Computer programming errors, commonly known as “bugs,” can result in partial or total failure of computer programs. Some computer program failures may be intermittent, and therefore cannot be easily reproduced. This intermittent characteristic of certain program errors can frustrate efforts to resolve the error. It is desirable to be able to characterize the program error so that it can be fixed by the software engineering organizations that developed the computer program. One type of computer error experienced by Java application programs, for example, is an unresponsive (“program freeze”) or unstable user interface. In this class of program errors, the application user has limited recourse to determine the execution state of the program at the time of the failure because the program has become unresponsive.
Many machines, such as Java machines, employ an execution trace for each thread for localizing the cause of program errors. The execution trace provides a list of the current call stack for each thread. The current call stack is the list of methods that have not yet finished (which is why the term stack is used). As a method finishes, the entry representing the method is removed from the call stack and thus from the execution trace output. While the execution trace can serve to confirm that the program has indeed failed, the information contained in such traces is lost when the user terminates the program.

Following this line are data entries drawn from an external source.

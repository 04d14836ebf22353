//! Unread-message tracking scoped per chat.

use serde::{Deserialize, Serialize};

/// Reference to a not-yet-seen message, keyed by its owning chat.
#[derive(Debug, Clone, Serialize, Deserialize, PartialEq, Eq)]
#[serde(rename_all = "camelCase")]
pub struct UnreadEntry {
    /// Unseen message identifier.
    pub message_id: String,
    /// Owning chat identifier.
    pub chat_id: String,
}

/// Set of messages the current viewer has not seen yet.
///
/// Entries are removed the instant their owning chat becomes the actively
/// viewed chat, or through an explicit per-chat clear.
#[derive(Debug, Clone, Default, Serialize, Deserialize, PartialEq, Eq)]
pub struct UnreadSet {
    entries: Vec<UnreadEntry>,
}

impl UnreadSet {
    /// Current entries in arrival order.
    pub fn entries(&self) -> &[UnreadEntry] {
        &self.entries
    }

    /// Total unread count across all chats.
    pub fn len(&self) -> usize {
        self.entries.len()
    }

    /// Whether the set is empty.
    pub fn is_empty(&self) -> bool {
        self.entries.is_empty()
    }

    /// Track a message as unread. Duplicate message ids are ignored.
    pub fn insert(&mut self, chat_id: impl Into<String>, message_id: impl Into<String>) {
        let message_id = message_id.into();
        if self
            .entries
            .iter()
            .any(|entry| entry.message_id == message_id)
        {
            return;
        }
        self.entries.push(UnreadEntry {
            message_id,
            chat_id: chat_id.into(),
        });
    }

    /// Unread count for one chat.
    pub fn count_for(&self, chat_id: &str) -> usize {
        self.entries
            .iter()
            .filter(|entry| entry.chat_id == chat_id)
            .count()
    }

    /// Unseen message ids for one chat, in arrival order.
    pub fn message_ids_for(&self, chat_id: &str) -> Vec<String> {
        self.entries
            .iter()
            .filter(|entry| entry.chat_id == chat_id)
            .map(|entry| entry.message_id.clone())
            .collect()
    }

    /// Drop every entry belonging to one chat. Returns how many were removed.
    pub fn clear_chat(&mut self, chat_id: &str) -> usize {
        let before = self.entries.len();
        self.entries.retain(|entry| entry.chat_id != chat_id);
        before - self.entries.len()
    }

    /// Drop one tracked message. Returns whether an entry was removed.
    pub fn remove_message(&mut self, message_id: &str) -> bool {
        let before = self.entries.len();
        self.entries.retain(|entry| entry.message_id != message_id);
        before != self.entries.len()
    }

    /// Replace the whole set from a restored snapshot.
    pub fn replace(&mut self, entries: Vec<UnreadEntry>) {
        self.entries = entries;
    }
}

/// Policy gate applied before the client attempts a mark-seen call.
///
/// Seen receipts are only attempted while the counterpart is known online and
/// there is something unseen to acknowledge. This gates the outbound call; it
/// is not part of the reducer.
pub fn should_attempt_mark_seen(counterpart_online: bool, unread_count: usize) -> bool {
    counterpart_online && unread_count > 0
}
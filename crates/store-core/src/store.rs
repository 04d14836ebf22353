//! Chat-scoped message store reducer.
//!
//! [`ChatStore::apply`] is the single synchronous entry point for every
//! mutation: direct user actions, REST responses, and push events all arrive
//! as a [`StoreEvent`] and run to completion before the next event is
//! processed. Transitions are total functions over the in-memory state;
//! persistence and user notification are returned as [`StoreEffect`]s and
//! executed by the dispatcher, never inside a transition.

use std::collections::HashMap;

use tracing::{debug, trace};

use crate::{
    persist::SnapshotKind,
    types::{ChatSummary, Message, MessageStatus, StoreEvent, StoreNotice},
    unread::{UnreadEntry, UnreadSet},
};

/// Side effect requested by a transition.
#[derive(Debug, Clone, PartialEq, Eq)]
pub enum StoreEffect {
    /// One snapshot record needs persisting.
    Persist(SnapshotKind),
    /// A user-facing notice should be surfaced.
    Notify(StoreNotice),
}

#[derive(Debug, Default)]
struct Effects {
    list: Vec<StoreEffect>,
}

impl Effects {
    fn persist(&mut self, kind: SnapshotKind) {
        let effect = StoreEffect::Persist(kind);
        if !self.list.contains(&effect) {
            self.list.push(effect);
        }
    }

    fn notify(&mut self, notice: StoreNotice) {
        self.list.push(StoreEffect::Notify(notice));
    }
}

/// Normalized, chat-scoped client state.
///
/// Owns all mutation of message, chat-summary, and poll state. Other
/// components read snapshots or dispatch [`StoreEvent`]s; they never mutate
/// these collections directly.
#[derive(Debug, Clone, Default)]
pub struct ChatStore {
    /// Chat summaries ordered most-recently-active first.
    chats: Vec<ChatSummary>,
    /// Per-chat message collections in arrival order, no duplicate ids.
    messages: HashMap<String, Vec<Message>>,
    unread: UnreadSet,
    active_chat: Option<ChatSummary>,
}
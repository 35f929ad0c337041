// SPDX-FileCopyrightText: 2026 Folio Contributors
// SPDX-License-Identifier: MIT OR Apache-2.0

//! Outbound mail transport for contact-form submissions.
//!
//! The SMTP transport is hidden behind [`MailTransport`] so the HTTP
//! handlers can be tested without a network.

use async_trait::async_trait;
use folio_core::FolioError;
use lettre::message::header::ContentType;
use lettre::transport::smtp::authentication::Credentials;
use lettre::{AsyncSmtpTransport, AsyncTransport, Message as Email, Tokio1Executor};
use tracing::info;

use folio_config::model::RelayConfig;

/// A validated contact-form submission ready to be forwarded.
#[derive(Debug, Clone)]
pub struct OutboundMail {
    pub from_name: String,
    pub reply_to: String,
    pub subject: String,
    pub body: String,
}

/// Sends contact-form submissions to the configured inbox.
#[async_trait]
pub trait MailTransport: Send + Sync + 'static {
    async fn send(&self, mail: OutboundMail) -> Result<(), FolioError>;
}

/// Mail transport backed by lettre's async SMTP client.
#[derive(Debug)]
pub struct SmtpMailer {
    transport: AsyncSmtpTransport<Tokio1Executor>,
    sender: String,
    recipient: String,
}

impl SmtpMailer {
    /// Builds a mailer from the `[relay]` config section.
    ///
    /// Fails when the relay is not fully configured (missing SMTP host,
    /// credentials, or recipient).
    pub fn from_config(config: &RelayConfig) -> Result<Self, FolioError> {
        let host = config
            .smtp_host
            .as_deref()
            .ok_or_else(|| FolioError::Config("relay.smtp_host is not set".into()))?;
        let username = config
            .smtp_username
            .as_deref()
            .ok_or_else(|| FolioError::Config("relay.smtp_username is not set".into()))?;
        let password = config
            .smtp_password
            .as_deref()
            .ok_or_else(|| FolioError::Config("relay.smtp_password is not set".into()))?;
        let recipient = config
            .recipient
            .as_deref()
            .ok_or_else(|| FolioError::Config("relay.recipient is not set".into()))?;

        let transport = AsyncSmtpTransport::<Tokio1Executor>::starttls_relay(host)
            .map_err(|e| FolioError::Relay {
                message: format!("failed to build SMTP transport for {host}: {e}"),
                source: Some(Box::new(e)),
            })?
            .port(config.smtp_port)
            .credentials(Credentials::new(username.to_string(), password.to_string()))
            .build();

        Ok(Self {
            transport,
            sender: username.to_string(),
            recipient: recipient.to_string(),
        })
    }
}

#[async_trait]
impl MailTransport for SmtpMailer {
    async fn send(&self, mail: OutboundMail) -> Result<(), FolioError> {
        let email = Email::builder()
            .from(
                format!("{} <{}>", mail.from_name, self.sender)
                    .parse()
                    .map_err(|e| FolioError::Relay {
                        message: format!("invalid sender address: {e}"),
                        source: None,
                    })?,
            )
            .reply_to(mail.reply_to.parse().map_err(|e| FolioError::Relay {
                message: format!("invalid reply-to address: {e}"),
                source: None,
            })?)
            .to(self.recipient.parse().map_err(|e| FolioError::Relay {
                message: format!("invalid recipient address: {e}"),
                source: None,
            })?)
            .subject(mail.subject)
            .header(ContentType::TEXT_PLAIN)
            .body(mail.body)
            .map_err(|e| FolioError::Relay {
                message: format!("failed to build email: {e}"),
                source: Some(Box::new(e)),
            })?;

        self.transport.send(email).await.map_err(|e| FolioError::Relay {
            message: format!("SMTP send failed: {e}"),
            source: Some(Box::new(e)),
        })?;

        info!(recipient = %self.recipient, "contact submission forwarded");
        Ok(())
    }
}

In conventional approaches to collecting information about failing application programs, a dedicated monitoring process may be launched to watch over the program executing on a server. Should the server fail, the monitor process can be accessed by a user to determine the state to the server at the time of the failure. In such conventional approaches, the machine supporting the program must perform information collection tasks after the program error has occurred, often when the machine is in an ambiguous state. A monitoring process will not be able to detect certain classes of errors (for instance when threads are waiting for a notification which will never occur). Further, these conventional approaches can incur additional delay that frustrates the user, who has just experienced the program error and now must endure the situation in which there is no reliable mechanism for resolving the difficulty.
Accordingly, none of the conventional approaches enables capturing an execution state of a failing program in the event that a program has incurred a program error causing the user to terminate the program.